According to Osho, meditation is a state of watchfulness that has no ego fulfillment in it, something that –
... happens when you are in a state of not-doing. And that is the question: how to do that non-doing? If you ask how, you have missed the point, because "how" means doing. ... You will have to understand that no doing is going to help. In that very understanding, non-doing happens.
He said it is very difficult for modern man to just sit and be in meditation, so he devised so-called Active Meditation techniques to prepare the ground. Some of these preparatory exercises can also be found in western psychological therapies (i.e. gestalt therapy), such as altered breathing, gibberish, laughing or crying. His most significant meditation techniques are known as "Dynamic Meditation", "Kundalini Meditation", "Nadabrahma", "Nataraj". They have a strong physical element. He said Dynamic Meditation was –
... absolutely necessary for the modern man ... If people are innocent there is no need for Dynamic Meditation. But if people are repressed, psychologically are carrying a lot of burden, then they need catharsis. So Dynamic Meditation is just to help them clean the place. And then they can use any method ... It will not be difficult. If they, right now, directly try, they will fail.
He also reintroduced minimal parts of several traditional meditation techniques, stripped of what he saw as ritual and tradition, and retaining what he considered to be the most therapeutic parts. He believed that, given sufficient practice, the meditative state can be achieved and maintained while performing everyday tasks and that enlightenment is nothing but being continuously in a meditative state:
Nature has come to a point where now, unless you take individual responsibility, you cannot grow. More than this nature cannot do. It has done enough. It has given you life, it has given you opportunity; now how to use it, it has left up to you.
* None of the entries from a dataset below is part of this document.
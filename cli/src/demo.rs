use crate::cli::Args;
use crate::error::CurtainResult;
use curtain_core::view::MAX_ANIMATION_FPS;
use curtain_core::{CurtainConfig, HeadlessView, OverlayController, OverlayHandle};
use log::{debug, info, warn};
use std::rc::Rc;
use std::sync::atomic::{AtomicBool, Ordering};
use std::sync::Arc;
use std::time::Duration;
use tokio::time::sleep;

/// Runs a fake long operation behind a blocking overlay.
///
/// Must be polled inside a `LocalSet`; the headless view animates on local tasks.
pub async fn run(
    args: &Args,
    config: CurtainConfig,
    shutdown: Arc<AtomicBool>,
) -> CurtainResult<()> {
    let view = Rc::new(HeadlessView::new(&config));
    let controller = OverlayController::with_config(view.clone(), config.clone());
    let step_delay = Duration::from_millis(args.step_ms);
    let restart_at = (args.steps + 1) / 2;

    {
        let mut overlay = controller.show(args.message.clone());
        report(&view, &overlay);

        for step in 1..=args.steps {
            sleep(step_delay).await;

            if shutdown.load(Ordering::SeqCst) {
                warn!("Interrupted at step {step}/{}", args.steps);
                break;
            }

            if args.replace && step == restart_at {
                info!("Starting a replacement overlay");
                // The old handle is already dismissed by the time it drops here.
                overlay = controller.show(format!("{} (restarted)", args.message));
            }

            overlay.update_progress_value(
                format!("{} ({}/{})", args.message, step, args.steps),
                step,
                args.steps,
            );
            report(&view, &overlay);
        }

        info!("Operation finished, releasing overlay");
    }

    let fps = config.animation_fps.clamp(1, MAX_ANIMATION_FPS);
    let frame = Duration::from_secs_f64(1.0 / fps as f64);
    while controller.has_active() {
        sleep(frame).await;
    }

    if !view.live_surfaces().is_empty() {
        return Err(format!("Surfaces left open: {:?}", view.live_surfaces()).into());
    }

    info!("Overlay released");
    Ok(())
}

fn report(view: &HeadlessView, overlay: &OverlayHandle) {
    match overlay.surface().and_then(|surface| view.snapshot(surface)) {
        Some(snapshot) => info!(
            "[{:?}] {:>3.0}% - {}",
            overlay.state(),
            snapshot.opacity * 100.0,
            snapshot.message
        ),
        None => debug!("Overlay {} has no surface", overlay.generation()),
    }
}
use curtain_core::CurtainConfig;
use log::info;
use std::sync::atomic::{AtomicBool, Ordering};
use std::sync::Arc;

mod cli;
mod demo;
mod error;
mod logger;

use error::CurtainResult;

fn main() -> CurtainResult<()> {
    let args = cli::parse_args();
    logger::init_logger(args.quiet, args.verbose)?;

    info!("Starting Curtain {}", curtain_core::version());

    let config = if args.use_defaults {
        CurtainConfig::default()
    } else {
        CurtainConfig::load(args.config_path.as_deref(), true)?
    };

    let shutdown = Arc::new(AtomicBool::new(false));
    let shutdown_clone = shutdown.clone();

    // Ctrl+C ends the operation early; the overlay is still released
    ctrlc::set_handler(move || {
        println!("\nReceived Ctrl+C, shutting down...");
        shutdown_clone.store(true, Ordering::SeqCst);
    })?;

    let runtime = tokio::runtime::Builder::new_current_thread()
        .enable_all()
        .build()?;
    let local = tokio::task::LocalSet::new();
    local.block_on(&runtime, demo::run(&args, config, shutdown))?;

    info!("Curtain stopped");
    Ok(())
}
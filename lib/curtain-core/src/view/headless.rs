use crate::animation::{ease_in_out_sine, Animator};
use crate::config::CurtainConfig;
use crate::view::{Fade, OverlayView, SurfaceError, SurfaceId, SurfaceResult};
use log::{trace, warn};
use std::cell::{Cell, RefCell};
use std::collections::HashMap;
use std::rc::Rc;
use std::time::Duration;

#[derive(Debug, Clone, PartialEq)]
pub struct SurfaceSnapshot {
    pub opacity: f32,
    pub message: String,
}

/// Frame rates above this are clamped; the frame period never drops below 1ms.
pub const MAX_ANIMATION_FPS: u32 = 1000;

/// In-memory render target.
///
/// Fades run on `tokio::task::spawn_local`, so every call that starts a
/// transition must happen inside a `LocalSet`. Without any tokio runtime the
/// surface jumps straight to its target opacity and the completion fires at once.
pub struct HeadlessView {
    fps: u32,
    default_message: String,
    next_id: Cell<SurfaceId>,
    surfaces: Rc<RefCell<HashMap<SurfaceId, SurfaceSnapshot>>>,
}

impl HeadlessView {
    pub fn new(config: &CurtainConfig) -> Self {
        Self {
            fps: config.animation_fps.clamp(1, MAX_ANIMATION_FPS),
            default_message: config.default_message.clone(),
            next_id: Cell::new(1),
            surfaces: Rc::new(RefCell::new(HashMap::new())),
        }
    }

    pub fn snapshot(&self, surface: SurfaceId) -> Option<SurfaceSnapshot> {
        self.surfaces.borrow().get(&surface).cloned()
    }

    pub fn live_surfaces(&self) -> Vec<SurfaceId> {
        let mut ids: Vec<_> = self.surfaces.borrow().keys().copied().collect();
        ids.sort_unstable();
        ids
    }

    /// Drops a surface behind the controller's back, as a host tearing down
    /// its window would.
    pub fn detach(&self, surface: SurfaceId) -> bool {
        self.surfaces.borrow_mut().remove(&surface).is_some()
    }
}

impl Default for HeadlessView {
    fn default() -> Self {
        Self::new(&CurtainConfig::default())
    }
}

impl OverlayView for HeadlessView {
    fn create(&self) -> SurfaceId {
        let id = self.next_id.get();
        self.next_id.set(id + 1);
        self.surfaces.borrow_mut().insert(
            id,
            SurfaceSnapshot {
                opacity: 0.0,
                message: self.default_message.clone(),
            },
        );
        trace!("Created surface {id}");
        id
    }

    fn set_message(&self, surface: SurfaceId, text: &str) -> SurfaceResult<()> {
        let mut surfaces = self.surfaces.borrow_mut();
        let snapshot = surfaces
            .get_mut(&surface)
            .ok_or(SurfaceError::Detached(surface))?;
        snapshot.message = text.to_string();
        Ok(())
    }

    fn run_transition(&self, surface: SurfaceId, fade: Fade, on_complete: Box<dyn FnOnce()>) {
        if tokio::runtime::Handle::try_current().is_err() {
            warn!("No tokio runtime for the fade on surface {surface}, skipping to the end");
            if let Some(snapshot) = self.surfaces.borrow_mut().get_mut(&surface) {
                snapshot.opacity = fade.to;
            }
            on_complete();
            return;
        }

        let surfaces = self.surfaces.clone();
        let frame_duration = Duration::from_secs_f64(1.0 / self.fps as f64)
            .max(Duration::from_millis(1));

        tokio::task::spawn_local(async move {
            let mut animator = Animator::new(fade.from, fade.from, ease_in_out_sine);
            animator.start_from(fade.from, fade.to, fade.duration_ms);
            let mut ticker = tokio::time::interval(frame_duration);

            while animator.is_animating() {
                ticker.tick().await;
                let Some(opacity) = animator.update() else {
                    break;
                };
                match surfaces.borrow_mut().get_mut(&surface) {
                    Some(snapshot) => snapshot.opacity = opacity,
                    // Closed mid-fade; the completion still has to fire.
                    None => break,
                }
            }

            trace!("Transition on surface {surface} finished");
            on_complete();
        });
    }

    fn close(&self, surface: SurfaceId) -> SurfaceResult<()> {
        self.surfaces
            .borrow_mut()
            .remove(&surface)
            .map(|_| ())
            .ok_or(SurfaceError::Detached(surface))
    }
}
use crate::view::{Fade, OverlayView, SurfaceError, SurfaceId, SurfaceResult};
use std::cell::{Cell, RefCell};
use std::collections::{HashSet, VecDeque};

#[derive(Debug, Clone, PartialEq)]
pub enum ViewCall {
    Create(SurfaceId),
    SetMessage(SurfaceId, String),
    RunTransition(SurfaceId, Fade),
    Close(SurfaceId),
}

/// A transition completion the mock is holding back.
pub struct PendingCompletion {
    pub surface: SurfaceId,
    pub fade: Fade,
    callback: Box<dyn FnOnce()>,
}

impl PendingCompletion {
    pub fn fire(self) {
        (self.callback)();
    }
}

/// Render target that records every call and only completes transitions when
/// told to.
pub struct MockView {
    next_id: Cell<SurfaceId>,
    recycle_ids: bool,
    fail_close: Cell<bool>,
    calls: RefCell<Vec<ViewCall>>,
    closed: RefCell<HashSet<SurfaceId>>,
    pending: RefCell<VecDeque<PendingCompletion>>,
}

impl MockView {
    pub fn new() -> Self {
        Self {
            next_id: Cell::new(1),
            recycle_ids: false,
            fail_close: Cell::new(false),
            calls: RefCell::new(Vec::new()),
            closed: RefCell::new(HashSet::new()),
            pending: RefCell::new(VecDeque::new()),
        }
    }

    /// Hands out the same surface id for every `create`, like a host that
    /// pools its popups.
    pub fn with_recycled_ids() -> Self {
        Self {
            recycle_ids: true,
            ..Self::new()
        }
    }

    /// Makes every following `close` fail as if the host had already torn
    /// the surface down.
    pub fn fail_close(&self, fail: bool) {
        self.fail_close.set(fail);
    }

    pub fn calls(&self) -> Vec<ViewCall> {
        self.calls.borrow().clone()
    }

    pub fn clear_calls(&self) {
        self.calls.borrow_mut().clear();
    }

    pub fn transitions(&self) -> Vec<(SurfaceId, Fade)> {
        self.calls
            .borrow()
            .iter()
            .filter_map(|call| match call {
                ViewCall::RunTransition(id, fade) => Some((*id, *fade)),
                _ => None,
            })
            .collect()
    }

    pub fn close_count(&self, surface: SurfaceId) -> usize {
        self.calls
            .borrow()
            .iter()
            .filter(|call| **call == ViewCall::Close(surface))
            .count()
    }

    pub fn pending_completions(&self) -> usize {
        self.pending.borrow().len()
    }

    /// Fires the oldest held-back completion. Returns false if none is pending.
    pub fn complete_next(&self) -> bool {
        // Pop before firing; the callback may start another transition.
        let next = self.pending.borrow_mut().pop_front();
        match next {
            Some(completion) => {
                completion.fire();
                true
            }
            None => false,
        }
    }

    pub fn complete_all(&self) {
        while self.complete_next() {}
    }

    /// Takes every held-back completion without firing it.
    pub fn take_completions(&self) -> Vec<PendingCompletion> {
        self.pending.borrow_mut().drain(..).collect()
    }
}

impl Default for MockView {
    fn default() -> Self {
        Self::new()
    }
}

impl OverlayView for MockView {
    fn create(&self) -> SurfaceId {
        let id = self.next_id.get();
        if !self.recycle_ids {
            self.next_id.set(id + 1);
        }
        self.closed.borrow_mut().remove(&id);
        self.calls.borrow_mut().push(ViewCall::Create(id));
        id
    }

    fn set_message(&self, surface: SurfaceId, text: &str) -> SurfaceResult<()> {
        self.calls
            .borrow_mut()
            .push(ViewCall::SetMessage(surface, text.to_string()));
        if self.closed.borrow().contains(&surface) {
            return Err(SurfaceError::Closed(surface));
        }
        Ok(())
    }

    fn run_transition(&self, surface: SurfaceId, fade: Fade, on_complete: Box<dyn FnOnce()>) {
        self.calls
            .borrow_mut()
            .push(ViewCall::RunTransition(surface, fade));
        self.pending.borrow_mut().push_back(PendingCompletion {
            surface,
            fade,
            callback: on_complete,
        });
    }

    fn close(&self, surface: SurfaceId) -> SurfaceResult<()> {
        self.calls.borrow_mut().push(ViewCall::Close(surface));
        if self.fail_close.get() {
            return Err(SurfaceError::Host("surface already destroyed".to_string()));
        }
        if !self.closed.borrow_mut().insert(surface) {
            return Err(SurfaceError::Closed(surface));
        }
        Ok(())
    }
}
Meditation is your freedom, not a biological necessity. You can learn in a certain period of time every day to strengthen meditation, to make it stronger -- but carry the flavor of it the whole day.
First, while you are awake -- the moment you wake up, immediately catch hold of the thread of remaining alert and conscious, because that is the most precious moment to catch the thread of consciousness. Many times in the day you will forget -- but the moment you remember, immediately start being alert. Never repent, because that is a sheer wastage of time. Never repent, "My God, I forgot again!"
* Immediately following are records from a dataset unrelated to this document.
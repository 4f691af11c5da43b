//! Blocking overlay lifecycle.
//!
//! An [`OverlayController`] keeps at most one full-screen "please wait"
//! curtain alive. Showing a new overlay tears the previous one down first,
//! and each [`OverlayHandle`] fades its overlay out when released.

pub mod animation;
pub mod config;
pub mod overlay;
pub mod paths;
pub mod view;

pub use config::{ConfigError, CurtainConfig};
pub use overlay::{Generation, OverlayController, OverlayHandle, OverlayState};
pub use view::{
    Fade, HeadlessView, OverlayView, SurfaceError, SurfaceId, SurfaceResult, SurfaceSnapshot,
};

pub fn version() -> &'static str {
    option_env!("VERSION").unwrap_or("v0.0.0-dev")
}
In my teachings there is no place for any repentance. Whatever has happened is gone, now there is no need to waste time on it. Catch hold again of the thread of awareness. Slowly, slowly you will be able to be alert the whole day -- an undercurrent of awareness in every act, in every movement, in everything that you are doing, or not doing. Something underneath will be continuously flowing.
Even when you go to sleep, leave the thread only at the last moment when you cannot do anything because you are falling asleep. Whatever is the last thing before you fall asleep will be the first thing when you wake up. Try it. Any small experiment will be enough to prove it. Just repeat your own name while you are falling asleep: half awake, half asleep, go on repeating ... Slowly, slowly you will forget repeating, because the sleep will grow more and more and the thread will be lost. It is lost only because you are asleep, but underneath your sleep it continues. That's why in the morning when you wake up and just look around, the first thing you will remember will be [the sound of your name]. You will be surprised: Why? What happened? You slept eight hours, but there has been an undercurrent.
And as things become deeper and clearer, even in sleep you can remember that you are asleep. Sleep becomes almost a physiological thing and your spirit, your being, becomes a flame of awareness, separate from it. It does not disturb your sleep; it simply makes your sleep very light. It is no more the sleep of the old days, when your house was on fire and you went on sleeping -- that was almost like a coma, you were so unconscious.
Your sleep will become thin, a very light layer, and your inside will remain alert. Just as it has been alert in the day, it will be even more alert in the night, finally, because you are so silent, so relaxed. The whole nuisance world becomes completely silent.
Patanjali, the first man in the world to write about meditation, says that meditation is almost like dreamless sleep, but with only one difference. In dreamless sleep you are not aware; in samadhi, in the ultimate state of meditation, there is just a little difference -- you are aware.